Pascale Marthine Tayou: O que é um nome? É algo que te define ou devias ser tu a defini-lo? É o meu nome verdadeiro, claro, dado que o escolhi. Qualquer que seja o nome que os meus pais me deram, foi ideia deles. Não houve nada que pudesse fazer quanto a isso. Se decidissem chamar-me “Papagaio” então aquilo que chamas ou queres dizer como nome verdadeiro seria “Papagaio”. Não achas que Papagaio é ainda mais estranho que Pascale Marthine? Todos nós temos um lado feminino que devemos tentar esconder, porque os homens devem ter uma determinada atitude. Eu não quero saber das convenções. Quis expressar o meu lado feminino.
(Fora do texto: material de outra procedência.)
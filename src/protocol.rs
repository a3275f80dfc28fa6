//! Public protocol structs for WebSocket and HTTP endpoints (serde ready).
//! Keep this small and stable to evolve backend and frontend independently.

use serde::{Deserialize, Serialize};

use crate::domain::{DiceCount, GameBoard, InterConflict, IntraConflict, Question, RecordKind};
use crate::reconcile::{ImportSummary, Resolution};
use crate::turn::{AnswerOutcome, TurnPhase};

/// Messages the client can send over WebSocket.
#[derive(Debug, Deserialize)]
#[serde(tag = "type", rename_all = "snake_case")]
pub enum ClientWsMessage {
    Ping,
    GetState,
    SelectStudent {
        /// `null` clears the selection.
        #[serde(rename = "studentId")]
        student_id: Option<String>,
    },
    SetDiceCount {
        #[serde(rename = "numDice")]
        num_dice: DiceCount,
    },
    Roll,
    SubmitAnswer {
        answer: String,
    },
}

/// Messages the server pushes over WebSocket. Every connected socket gets
/// the same broadcast stream, so these are cheap to clone.
#[derive(Clone, Debug, PartialEq, Serialize)]
#[serde(tag = "type", rename_all = "snake_case")]
pub enum ServerWsMessage {
    Pong,
    GameState {
        state: GameStateOut,
    },
    StudentSelected {
        #[serde(rename = "studentId")]
        student_id: Option<String>,
    },
    RollStarted {
        dice: [u8; 2],
        total: u8,
    },
    BoardShuffling,
    CardRevealed {
        total: u8,
        question: Question,
    },
    AnswerSettled {
        outcome: AnswerOutcome,
    },
    TurnReset,
    BoardUpdated {
        board: Vec<BoardSlotOut>,
    },
    ScoreUpdated {
        #[serde(rename = "studentId")]
        student_id: String,
        score: u32,
    },
    Error {
        message: String,
    },
}

/// Full game snapshot used by both WS (`get_state`) and HTTP (`GET /game`).
#[derive(Clone, Debug, PartialEq, Serialize)]
#[serde(rename_all = "camelCase")]
pub struct GameStateOut {
    pub board: Vec<BoardSlotOut>,
    pub num_dice: DiceCount,
    pub active_student_id: Option<String>,
    pub turn: TurnPhase,
    pub outcome: Option<AnswerOutcome>,
    /// False while the question pool is empty and the board with it.
    pub ready: bool,
}

#[derive(Clone, Debug, PartialEq, Serialize)]
pub struct BoardSlotOut {
    pub roll: u8,
    pub question: Question,
}

/// Convert the internal board map to the slot list the frontend renders.
pub fn board_out(board: &GameBoard) -> Vec<BoardSlotOut> {
    board
        .iter()
        .map(|(roll, question)| BoardSlotOut { roll: *roll, question: question.clone() })
        .collect()
}

//
// HTTP request/response DTOs
//

#[derive(Serialize)]
pub struct HealthOut {
    pub ok: bool,
}

#[derive(Debug, Deserialize)]
pub struct QuestionIn {
    pub question: String,
    pub answer: String,
    #[serde(default)]
    pub points: u32,
}

#[derive(Debug, Deserialize)]
pub struct StudentIn {
    pub name: String,
    #[serde(default)]
    pub score: u32,
}

#[derive(Clone, Copy, Debug, Deserialize)]
#[serde(rename_all = "snake_case")]
pub enum StudentSort {
    Name,
    Score,
}

#[derive(Clone, Copy, Debug, Deserialize)]
#[serde(rename_all = "snake_case")]
pub enum SortOrder {
    Asc,
    Desc,
}

#[derive(Debug, Default, Deserialize)]
pub struct StudentListQuery {
    pub sort: Option<StudentSort>,
    pub order: Option<SortOrder>,
}

#[derive(Debug, Deserialize)]
pub struct AddPointsIn {
    pub points: u32,
}

#[derive(Debug, Deserialize)]
pub struct SelectStudentIn {
    #[serde(rename = "studentId")]
    pub student_id: Option<String>,
}

#[derive(Debug, Deserialize)]
pub struct AnswerIn {
    pub answer: String,
}

#[derive(Serialize)]
pub struct RollOut {
    pub started: bool,
}

#[derive(Serialize)]
#[serde(rename_all = "camelCase")]
pub struct AnswerSubmitOut {
    pub accepted: bool,
    pub outcome: Option<AnswerOutcome>,
}

/// Stage-one resolutions arrive as raw JSON objects; the state layer parses
/// them against the suspended session's record kind.
#[derive(Debug, Deserialize)]
pub struct DuplicateResolutionIn {
    pub resolved: Vec<serde_json::Value>,
}

#[derive(Debug, Deserialize)]
pub struct ConflictResolutionIn {
    pub resolution: Resolution,
}

/// Snapshot of a suspended import session.
#[derive(Debug, Serialize)]
#[serde(rename_all = "camelCase")]
pub struct ImportStatusOut {
    pub kind: RecordKind,
    pub stage: &'static str,
    pub duplicates: Vec<IntraConflict>,
    pub conflict: Option<InterConflict>,
    pub conflicts_remaining: usize,
    pub pending_creates: usize,
}

#[derive(Debug, Serialize)]
#[serde(tag = "status", rename_all = "snake_case")]
pub enum ImportOut {
    /// One of the two resolution stages needs the admin before anything
    /// else happens.
    Suspended { import: ImportStatusOut },
    Complete { summary: ImportSummary },
}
Bom, sei que escolheste o nome quando decidiste tornar-te artista. Tem a ver com algo que querias expressar enquanto artista?
Quem te disse que sou um artista? Eu não sou um artista. Sou um ser humano a fazer as suas coisas. Se isso faz de mim um artista então assim seja. Mas, mais uma vez, esta cena do artista é uma convenção. Quem decide? Como funciona? Em relação ao meu nome, nunca quis que decidissem por mim. Vejo-me como um “construtor” porque faço coisas. Há uma certa hierarquia ou snobismo no mundo da arte que descobri há mais de uma década atrás. As pessoas estão sempre a pretender ser diferentes do que realmente são. Nunca quis cair nessa armadilha. Porque é que eu devo ser considerado um artista quando vejo à minha volta, por exemplo nos Camarões, uma série de gente dotada a fazer coisas que poderíamos admirar nos melhores museus? Mas essas pessoas não são apelidadas de artistas porque não pertencem ao sistema. Claro que eu tenho que lidar com o sistema artístico internacional. Mas não quero tornar-me seu escravo. Quero continuar a fazer aquilo que me apetecer sem temer julgamentos e críticas.
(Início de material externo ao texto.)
//! Application state: in-memory collections, the derived board, the turn
//! session, and the import pipeline driver.
//!
//! This module owns:
//!   - the question bank and the student roster (mirrored to JSON files)
//!   - the derived game board, rebuilt on every pool or dice-mode change
//!   - the per-turn session (active student + turn engine)
//!   - the at-most-one suspended import session
//!   - the server event broadcast every WebSocket subscribes to
//!
//! Collections are value types: reads hand out clones, the board holds owned
//! copies of its questions, and mutations persist a full snapshot. Nothing
//! here aliases into shared data.

use std::sync::Arc;

use tokio::sync::{broadcast, RwLock};
use tracing::{debug, info, instrument, warn};

use crate::board::build_board;
use crate::config::{GameConfig, TurnDelays};
use crate::domain::{DiceCount, GameBoard, GameSettings, Question, Record, RecordKind, Student};
use crate::error::AppError;
use crate::ids;
use crate::protocol::{
    board_out, GameStateOut, ImportOut, ImportStatusOut, ServerWsMessage, SortOrder, StudentSort,
};
use crate::reconcile::{self, ConflictOutcome, ImportSession, ImportSummary, Resolution};
use crate::store::FileStore;
use crate::turn::TurnEngine;

/// Per-turn state: who is up and where the turn machine stands.
#[derive(Default)]
pub struct TurnSession {
    pub active_student: Option<String>,
    pub engine: TurnEngine,
}

#[derive(Clone)]
pub struct AppState {
    pub questions: Arc<RwLock<Vec<Question>>>,
    pub students: Arc<RwLock<Vec<Student>>>,
    pub settings: Arc<RwLock<GameSettings>>,
    pub board: Arc<RwLock<GameBoard>>,
    pub turn: Arc<RwLock<TurnSession>>,
    pub import: Arc<RwLock<Option<ImportSession>>>,
    pub store: FileStore,
    pub delays: TurnDelays,
    pub events: broadcast::Sender<ServerWsMessage>,
}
Referiste os Camarões. Esse é o lugar onde nasceste. Consideras-te um camaronês?
Antes de mais, vejo-me como um ser humano. Sou um cidadão do mundo. No entanto sou africano. Isto é algo que não posso negar. E, claro, sou um camaronês. Esse é o lugar onde nasci. O lugar onde os meus pais vivem e onde cresci para me tornar a pessoa que sou hoje. Esses dados são relevantes. Eu não acredito nessas tretas da globalização em que as pessoas pretendem ser algo diferente do que são. Sinto-me em casa cada vez que volto para os Camarões. Uma casa muito particular e específica, que vive em mim e que nunca morrerá. Quando estou em Gent, onde moro, também me sinto em casa. Mas é um espaço diferente, física e mentalmente. Nós vimos de algum lado. Talvez seja por isso que o mundo é um lugar tão interessante, porque todos temos personalidades diferentes, passados diferentes, formas diferentes de lidar com as coisas. Se eu tivesse nascido noutro lugar, aquilo que eu produzo seria diferente. A armadilha é que o mundo sempre tentou prender as pessoas num limite geográfico. Especialmente os africanos. Como se não pudesses não ser africano, e sentires-te em casa noutro lugar. Como se ser africano significasse alguma coisa diferente de ser belga. É igual. Só mudam os pormenores. Mas vivemos num mundo onde os detalhes são mais importantes que a essência das coisas. É uma pena.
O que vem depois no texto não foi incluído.